Gavino era jubilado del matadero. Odiaba los cuchillos desafilados y los perros
desobedientes. También los curiosos.
Los
hijos de Gavino eran expertos carneadores de reses ajenas, y usaban la casa del
pobre viejo como aguantadero. El viejo despostaba lo robado, era lo que sabía hacer
desde siempre, pobre.
“¡Adoquín,
vení para acá, hijo de puta!” le grité cuando vi que encaraba para la casa de
don Gavino. Y ya se escuchó un “¡Juera!” del viejo. “Se la pasa acá este” me
dijo con tono amistoso “Mascando cuero y revolcándose en la osamenta”.
A
los días me enteré que los hijos de
Gavino cayeron al fin en la cuadrada. Perdón, estaban presos. El viejo se quedó
sin nada que carnear y ya no lo vi sentado en el patio.

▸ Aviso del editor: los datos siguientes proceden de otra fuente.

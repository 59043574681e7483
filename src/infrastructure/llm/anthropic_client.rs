use std::time::Duration;

use async_trait::async_trait;
use base64::{Engine as _, engine::general_purpose};
use reqwest::Client;
use serde::Deserialize;

use crate::application::ports::{
    ModelClient, ModelClientError, ModelReply, ModelRequest, ReplyBlock, UserContent,
};

const ANTHROPIC_VERSION: &str = "2023-06-01";
const DEFAULT_BASE_URL: &str = "https://api.anthropic.com";
const REQUEST_TIMEOUT: Duration = Duration::from_secs(120);

/// Messages-API backend for both vision OCR and structured extraction.
pub struct AnthropicClient {
    client: Client,
    base_url: String,
    api_key: String,
    model: String,
}

impl AnthropicClient {
    pub fn new(api_key: &str, model: &str) -> Self {
        Self::with_base_url(DEFAULT_BASE_URL, api_key, model)
    }

    pub fn with_base_url(base_url: &str, api_key: &str, model: &str) -> Self {
        let client = Client::builder()
            .timeout(REQUEST_TIMEOUT)
            .build()
            .expect("reqwest client build never fails with valid TLS config");
        Self {
            client,
            base_url: base_url.trim_end_matches('/').to_string(),
            api_key: api_key.to_string(),
            model: model.to_string(),
        }
    }

    fn content_json(content: &UserContent) -> serde_json::Value {
        match content {
            UserContent::Text(prompt) => serde_json::json!([
                { "type": "text", "text": prompt }
            ]),
            UserContent::Image {
                media_type,
                data,
                instruction,
            } => {
                let b64 = general_purpose::STANDARD.encode(data);
                serde_json::json!([
                    {
                        "type": "image",
                        "source": {
                            "type": "base64",
                            "media_type": media_type.as_mime(),
                            "data": b64,
                        }
                    },
                    { "type": "text", "text": instruction }
                ])
            }
        }
    }
}

#[derive(Deserialize)]
struct MessagesResponse {
    content: Vec<ContentBlock>,
}

#[derive(Deserialize)]
struct ContentBlock {
    #[serde(default)]
    text: Option<String>,
}

#[async_trait]
impl ModelClient for AnthropicClient {
    #[tracing::instrument(skip(self, request), fields(model = %self.model))]
    async fn complete(&self, request: ModelRequest) -> Result<ModelReply, ModelClientError> {
        let mut body = serde_json::json!({
            "model": self.model,
            "max_tokens": request.max_tokens,
            "messages": [
                { "role": "user", "content": Self::content_json(&request.content) }
            ],
        });
        if let Some(temperature) = request.temperature {
            body["temperature"] = serde_json::json!(temperature);
        }

        let url = format!("{}/v1/messages", self.base_url);

        let response = self
            .client
            .post(&url)
            .header("x-api-key", &self.api_key)
            .header("anthropic-version", ANTHROPIC_VERSION)
            .header("content-type", "application/json")
            .json(&body)
            .send()
            .await
            .map_err(|e| ModelClientError::ApiRequestFailed(e.to_string()))?;

        if response.status() == reqwest::StatusCode::TOO_MANY_REQUESTS {
            return Err(ModelClientError::RateLimited);
        }

        if !response.status().is_success() {
            let status = response.status();
            let text = response.text().await.unwrap_or_default();
            return Err(ModelClientError::ApiRequestFailed(format!(
                "{status}: {text}"
            )));
        }

        let decoded: MessagesResponse = response
            .json()
            .await
            .map_err(|e| ModelClientError::InvalidResponse(e.to_string()))?;

        Ok(ModelReply {
            blocks: decoded
                .content
                .into_iter()
                .map(|block| ReplyBlock { text: block.text })
                .collect(),
        })
    }
}
/// Configuration for tracing initialization.
pub struct TracingConfig {
    pub environment: String,
    pub json_format: bool,
}

impl Default for TracingConfig {
    fn default() -> Self {
        Self {
            environment: std::env::var("ENVIRONMENT").unwrap_or_else(|_| "development".to_string()),
            json_format: std::env::var("LOG_FORMAT")
                .map(|v| v.to_lowercase() == "json")
                .unwrap_or(false),
        }
    }
}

Se guardó por varios
días.
Una
mañana volví a entretenerme mirando el gallinero del vecino, pero esta vez no
su morfología sino sus habitantes. “Que bichos de mierda” pensaba, textual.
Recordé
que una vez cuando era muy chico me llevaron al campo y yo quedé maravillado
con todos los animales. No me privé de nada: Me corrió una vaca (que no me
corrió, sino que se acercó porque son bichos muy curiosos y yo huí despavorido)
Un tero me sobrevoló de forma rasante (porque pasé caminando cerca de su nido)

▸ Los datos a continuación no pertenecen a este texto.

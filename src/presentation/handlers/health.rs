use axum::Json;
use axum::extract::State;
use axum::http::StatusCode;
use axum::response::IntoResponse;
use chrono::{DateTime, Utc};
use serde::Serialize;

use crate::application::ports::ModelClient;
use crate::presentation::state::AppState;

#[derive(Serialize)]
pub struct ServiceInfoResponse {
    pub service: &'static str,
    pub version: &'static str,
    pub status: &'static str,
}

pub async fn root_handler() -> impl IntoResponse {
    Json(ServiceInfoResponse {
        service: "Warranty Analyzer API",
        version: env!("CARGO_PKG_VERSION"),
        status: "running",
    })
}

#[derive(Serialize)]
pub struct HealthResponse {
    pub status: &'static str,
    pub version: &'static str,
    pub timestamp: DateTime<Utc>,
    pub services: ServiceStatuses,
}

#[derive(Serialize)]
pub struct ServiceStatuses {
    pub api: bool,
    pub model: bool,
    pub storage: bool,
}

pub async fn health_handler<M: ModelClient + 'static>(
    State(state): State<AppState<M>>,
) -> impl IntoResponse {
    let services = ServiceStatuses {
        api: true,
        model: !state.settings.llm.api_key.is_empty(),
        storage: true,
    };

    let status = if services.api && services.model && services.storage {
        "healthy"
    } else {
        "degraded"
    };

    (
        StatusCode::OK,
        Json(HealthResponse {
            status,
            version: env!("CARGO_PKG_VERSION"),
            timestamp: Utc::now(),
            services,
        }),
    )
}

Los chanchos me aturdieron, me topó el carnero y me meó un zorrino. Si hubiera
habido un elefante me pisaba, seguro. La nota de ternura, belleza e inocencia
la pusieron los pollitos. Yo los vi venir y me encantaron. El dueño de casa
(hijo de puta) me dijo “Agarrá uno si querés”. Era una trampa. Apenas agarré un
pollito chiquito y lindo la gallina madre me atacó, y me atacó feo. Gritando,
agitando las alas, con las patas para adelante. No me olvidé más.
Pensaba
en eso cuando Adoquín entró a la casa llevándose todo puesto y derribando sillas,
como siempre. Dije su nombre a medias, putié a medias, lo eché a medias, porque
antes de lograr a articular una frase volvió a golpearme un olor putrefacto.
Pero no era el mismo de la otra vez. “¿Qué hiciste, loco?” El hedor era como
¿nueces podridas? Algo así. “Te volviste a revolcar en esa porquería, hermano,
me tenes harto”.
Fue
al otro día que encontraron muerto al viejo Gavino. Llevaba fallecido varios
días. Su hija llorando me dijo “Se murió solo por culpa de mis hermanos. No se
aguantó las malas noticias, se dejó morir. Pobrecito, que final miserable.
Hasta encontramos un charco de meada y pelos de perro en su cuerpo”.